4 thoughts on “7pm The Clappy Hour Project

  1. Nick this is amazing.. the soundscapes are ghostly and yet grounded
    Such an important piece of history to preserve and you’re doing it in a way that brings us back but doesn’t ‘hurt’ – not an easy thing to do considering the death toll is over eleven times the deaths on 9/11 in NYC.. and 1.45 million people worldwide – as of today
    The soundscapes drift across states, countries, oceans..

  2. OK finally getting a chance to dive into these sounds, images and explanatory text.

    For those of us who do this shit, I’m always looking for the right:
    – presentation platform
    – effective distribution mechanism
    – and ways to get people to view it/listen

    That’s what the explanatory text is all about. No investor will just look at the product. They need a summary, diegested down into the pro-forma way they’re used to digesting. Its the same with culture and art.

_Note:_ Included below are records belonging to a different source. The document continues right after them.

//! 容器配置定义
//!
//! `ContainerRules` 是控制容器全局策略的唯一配置包，可以从 TOML 文本或通用配置节绑定。

use crate::errors::{ConfigError, ConfigResult};
use crate::lifecycle::Lifetime;
use serde::{Deserialize, Serialize};
use std::collections::HashMap;

/// 无法解析依赖时的处理方式
#[derive(Debug, Clone, Copy, PartialEq, Eq, Default, Serialize, Deserialize)]
#[serde(rename_all = "snake_case")]
pub enum IfUnresolved {
    /// 返回错误
    #[default]
    Throw,
    /// 返回空值
    ReturnDefault,
}

/// 字段/属性注入规则
#[derive(Debug, Clone, Copy, PartialEq, Eq, Serialize, Deserialize)]
#[serde(default)]
pub struct PropertiesAndFields {
    /// 是否启用字段注入
    pub enabled: bool,
    /// 字段无法解析时的处理方式
    pub if_unresolved: IfUnresolved,
}

impl Default for PropertiesAndFields {
    fn default() -> Self {
        Self {
            enabled: false,
            if_unresolved: IfUnresolved::ReturnDefault,
        }
    }
}

impl PropertiesAndFields {
    /// 启用全部字段注入
    pub fn all(if_unresolved: IfUnresolved) -> Self {
        Self {
            enabled: true,
            if_unresolved,
        }
    }
}

/// 容器规则
#[derive(Debug, Clone, PartialEq, Eq, Serialize, Deserialize)]
#[serde(default)]
pub struct ContainerRules {
    /// 字段/属性注入规则
    pub properties_and_fields: PropertiesAndFields,
    /// 带参数的函数子是否忽略复用策略（每次调用都创建新实例）
    pub ignore_reuse_for_parameterized_functors: bool,
    /// 注册可释放的瞬时服务时是否报错
    pub throw_on_registering_disposable_transient: bool,
    /// 是否启用循环依赖检测
    pub enable_circular_dependency_detection: bool,
    /// 最大解析深度
    pub max_resolution_depth: usize,
    /// 未显式指定时使用的生命周期
    pub default_lifetime: Lifetime,
}

impl Default for ContainerRules {
    fn default() -> Self {
        Self {
            properties_and_fields: PropertiesAndFields::default(),
            ignore_reuse_for_parameterized_functors: false,
            throw_on_registering_disposable_transient: true,
            enable_circular_dependency_detection: true,
            max_resolution_depth: 100,
            default_lifetime: Lifetime::Transient,
        }
    }
}

impl ContainerRules {
    /// 设置字段注入规则
    pub fn with_properties_and_fields(mut self, rules: PropertiesAndFields) -> Self {
        self.properties_and_fields = rules;
        self
    }

    /// 带参数函数子忽略复用
    pub fn with_ignoring_reuse_for_func_with_args(mut self) -> Self {
        self.ignore_reuse_for_parameterized_functors = true;
        self
    }

    /// 允许注册可释放的瞬时服务
    pub fn with_disposable_transients_allowed(mut self) -> Self {
        self.throw_on_registering_disposable_transient = false;
        self
    }

    /// 设置最大解析深度
    pub fn with_max_resolution_depth(mut self, depth: usize) -> Self {
        self.max_resolution_depth = depth;
        self
    }

    /// 设置默认生命周期
    pub fn with_default_lifetime(mut self, lifetime: Lifetime) -> Self {
        self.default_lifetime = lifetime;
        self
    }

    /// 从 TOML 文本加载
    pub fn from_toml_str(text: &str) -> ConfigResult<Self> {
        let rules: Self = toml::from_str(text)?;
        rules.validate()?;
        Ok(rules)
    }

    /// 从配置节绑定
    pub fn from_section(section: &ConfigSection) -> ConfigResult<Self> {
        let rules: Self = section.bind()?;
        rules.validate()?;
        Ok(rules)
    }

    fn validate(&self) -> ConfigResult<()> {
        if self.max_resolution_depth == 0 {
            return Err(ConfigError::ValidationError {
                message: "max_resolution_depth 必须大于 0".to_string(),
            });
        }
        Ok(())
    }
}

/// 配置节
#[derive(Debug, Clone, Default, Serialize, Deserialize)]
pub struct ConfigSection {
    /// 配置数据
    pub data: HashMap<String, serde_json::Value>,
}

impl ConfigSection {
    /// 创建新的配置节
    pub fn new() -> Self {
        Self::default()
    }

    /// 插入配置项
    pub fn insert(&mut self, key: impl Into<String>, value: serde_json::Value) {
        self.data.insert(key.into(), value);
    }

    /// 获取配置项
    pub fn get(&self, key: &str) -> Option<&serde_json::Value> {
        self.data.get(key)
    }

    /// 绑定到具体类型
    pub fn bind<T>(&self) -> Result<T, ConfigError>
    where
        T: for<'de> Deserialize<'de>,
    {
        let value = serde_json::Value::Object(
            self.data
                .iter()
                .map(|(k, v)| (k.clone(), v.clone()))
                .collect(),
        );

        serde_json::from_value(value).map_err(|e| ConfigError::SerializationError { source: e })
    }
}
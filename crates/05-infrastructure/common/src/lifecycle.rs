//! 组件生命周期管理

use serde::{Deserialize, Serialize};
use std::fmt;

/// 组件生命周期类型
#[derive(Debug, Clone, Copy, PartialEq, Eq, Hash, Default, Serialize, Deserialize)]
#[serde(rename_all = "snake_case")]
pub enum Lifetime {
    /// 单例模式 - 整个容器（根）生命周期内只创建一个实例
    Singleton,
    /// 作用域模式 - 在同一作用域内共享实例
    Scoped,
    /// 瞬时模式 - 每次请求都创建新实例
    #[default]
    Transient,
}

impl Lifetime {
    /// 是否会缓存实例
    pub fn is_cached(self) -> bool {
        matches!(self, Self::Singleton | Self::Scoped)
    }
}

impl fmt::Display for Lifetime {
    fn fmt(&self, f: &mut fmt::Formatter<'_>) -> fmt::Result {
        match self {
            Self::Singleton => write!(f, "Singleton"),
            Self::Scoped => write!(f, "Scoped"),
            Self::Transient => write!(f, "Transient"),
        }
    }
}

/// 可释放资源 trait
///
/// 由作用域在销毁时按创建顺序的逆序调用，每个实例只调用一次。
pub trait Disposable: Send + Sync {
    /// 释放资源
    fn dispose(&self);
}

/// 作用域状态
#[derive(Debug, Clone, Copy, PartialEq, Eq, Default)]
pub enum ScopeStatus {
    /// 打开中，可以解析和创建子作用域
    #[default]
    Open,
    /// 已请求关闭，等待子作用域全部关闭
    Closing,
    /// 已销毁
    Disposed,
}

/// 作用域描述信息
#[derive(Debug, Clone)]
pub struct ScopeInfo {
    pub id: uuid::Uuid,
    pub name: Option<String>,
    /// 从根到当前作用域的路径，例如 `root/R1/R2`
    pub path: String,
    pub depth: usize,
    pub created_at: chrono::DateTime<chrono::Utc>,
}

impl ScopeInfo {
    /// 创建根作用域
    pub fn root(name: impl Into<String>) -> Self {
        let name = name.into();
        Self {
            id: uuid::Uuid::new_v4(),
            path: name.clone(),
            name: Some(name),
            depth: 0,
            created_at: chrono::Utc::now(),
        }
    }

    /// 创建子作用域信息
    pub fn child(&self, name: Option<String>) -> Self {
        let id = uuid::Uuid::new_v4();
        let segment = name
            .clone()
            .unwrap_or_else(|| format!("scope-{}", &id.simple().to_string()[..8]));
        Self {
            id,
            path: format!("{}/{}", self.path, segment),
            name,
            depth: self.depth + 1,
            created_at: chrono::Utc::now(),
        }
    }
}

impl fmt::Display for ScopeInfo {
    fn fmt(&self, f: &mut fmt::Formatter<'_>) -> fmt::Result {
        f.write_str(&self.path)
    }
}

    The mechanism and context we’re used to – greatly affects our feelings and determination o fthe creative expression.

    In the case of thise piece I felt as if I was exploring and diving deep into your creativity, by havng to figure out your context and presentation rendering.

    I think that’s a good thing.

    Transparent disclosure: I have invested this time and sincerelt tried to review and critique it – as I am hoping you will do the same for my own self-expression – which is my tool Instigate.ai.

    So many people just throw my exec summary and deck back in my face “This deck needs work” – without ever having seen our product/tool in action.

    These people cannot fathom how severly they are dissing me and showing disrespect to an amazing tool. I won’t hold it against them.

    I guess the question is: “would I ever want investors like that – at all?”